§ **AIM OF THE TASK**
What you return must be the lines of the data that hold the word "SessionRegistry".

Stored data entries
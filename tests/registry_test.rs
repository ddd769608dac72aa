//! Session registry integration tests against a scripted transport.

mod common;

use afkbot::error::RegistryError;
use afkbot::reconnect::{Phase, RetryPolicy};
use afkbot::registry::{
    EditionChoice, JsonFileStore, RegistryConfig, ServerStatus, SessionDefaults, SessionRegistry, SessionStore,
};
use common::{MockTransport, Outcome, TestFixture};
use std::sync::Arc;
use std::time::Duration;

const OWNER: &str = "1001";

fn config() -> RegistryConfig {
    let mut session = SessionDefaults::default();
    session.features.anti_afk.enabled = false;
    session.retry = RetryPolicy::default();
    RegistryConfig {
        admin_id: Some("42".into()),
        max_servers_per_user: 3,
        session,
        ..RegistryConfig::default()
    }
}

#[tokio::test(start_paused = true)]
async fn test_failed_controller_marks_server_stopped() {
    let fixture = TestFixture::new();
    let store = Arc::new(JsonFileStore::in_dir(&fixture.data_dir));
    let transport = MockTransport::new(Outcome::Refuse("unreachable".into()));
    let registry = SessionRegistry::open(config(), transport.clone(), store.clone()).unwrap();

    let record = registry.register(OWNER, "down.example.net", EditionChoice::Auto).unwrap();
    registry.start(OWNER, &record.id).unwrap();

    // Five attempts with 8+16+24+30s of backoff in between.
    let gone = common::wait_for(Duration::from_secs(120), || registry.live_count() == 0).await;
    assert!(gone, "controller should have given up");
    assert_eq!(transport.connects(), 5);

    let view = registry.status(OWNER, &record.id).unwrap();
    assert_eq!(view.record.status, ServerStatus::Stopped);
    assert_eq!(view.record.stats.total_connections, 0);
    assert!(view.live.is_none());

    // The server can be started again after a failure.
    registry.start(OWNER, &record.id).unwrap();
    assert_eq!(registry.live_count(), 1);
}

#[tokio::test(start_paused = true)]
async fn test_reconnects_count_connections() {
    let transport = MockTransport::new(Outcome::Accept);
    let registry = SessionRegistry::open(config(), transport.clone(), Arc::new(afkbot::registry::MemoryStore::new())).unwrap();
    let record = registry.register(OWNER, "play.example.net:25565", EditionChoice::Auto).unwrap();
    registry.start(OWNER, &record.id).unwrap();

    let handle = registry.controller(&record.id).unwrap();
    handle.wait_for(|s| s.phase == Phase::Connected).await;

    transport.last_session().kick("server restart");
    handle.wait_for(|s| s.phase == Phase::Backoff).await;
    handle.wait_for(|s| s.phase == Phase::Connected).await;

    let counted = common::wait_for(Duration::from_secs(5), || {
        registry.status(OWNER, &record.id).unwrap().record.stats.total_connections == 2
    })
    .await;
    assert!(counted);

    let view = registry.status(OWNER, &record.id).unwrap();
    assert_eq!(view.record.status, ServerStatus::Running);
    assert_eq!(view.record.edition, afkbot::transport::Edition::Java);
}

#[tokio::test(start_paused = true)]
async fn test_one_live_controller_per_server() {
    let transport = MockTransport::new(Outcome::Hang);
    let registry = SessionRegistry::open(config(), transport.clone(), Arc::new(afkbot::registry::MemoryStore::new())).unwrap();
    let record = registry.register(OWNER, "play.example.net", EditionChoice::Auto).unwrap();

    registry.start(OWNER, &record.id).unwrap();
    for _ in 0..3 {
        assert!(matches!(
            registry.start(OWNER, &record.id),
            Err(RegistryError::AlreadyRunning(_))
        ));
    }
    tokio::time::sleep(Duration::from_secs(1)).await;
    assert_eq!(transport.connects(), 1);
}

#[tokio::test(start_paused = true)]
async fn test_records_survive_reopen() {
    let fixture = TestFixture::new();
    let store = Arc::new(JsonFileStore::in_dir(&fixture.data_dir));
    let transport = MockTransport::new(Outcome::Accept);

    let id = {
        let registry = SessionRegistry::open(config(), transport.clone(), store.clone()).unwrap();
        let record = registry.register(OWNER, "play.example.net", EditionChoice::Auto).unwrap();
        registry.start(OWNER, &record.id).unwrap();
        let running = common::wait_for(Duration::from_secs(5), || {
            registry.status(OWNER, &record.id).unwrap().record.is_running()
        })
        .await;
        assert!(running);
        record.id
    };

    // The previous registry went away without stopping its bot.
    assert!(store.load().unwrap()[0].is_running());

    let registry = SessionRegistry::open(config(), transport, store.clone()).unwrap();
    let view = registry.status(OWNER, &id).unwrap();
    assert_eq!(view.record.status, ServerStatus::Stopped);
    assert_eq!(view.record.stats.total_connections, 1);
    assert!(!store.load().unwrap()[0].is_running());
}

§ **SOLVED EXERCISE**
    EditionChoice, JsonFileStore, RegistryConfig, ServerStatus, SessionDefaults, SessionRegistry, SessionStore,
    let registry = SessionRegistry::open(config(), transport.clone(), store.clone()).unwrap();
    let registry = SessionRegistry::open(config(), transport.clone(), Arc::new(afkbot::registry::MemoryStore::new())).unwrap();
    let registry = SessionRegistry::open(config(), transport.clone(), Arc::new(afkbot::registry::MemoryStore::new())).unwrap();
        let registry = SessionRegistry::open(config(), transport.clone(), store.clone()).unwrap();
    let registry = SessionRegistry::open(config(), transport, store.clone()).unwrap();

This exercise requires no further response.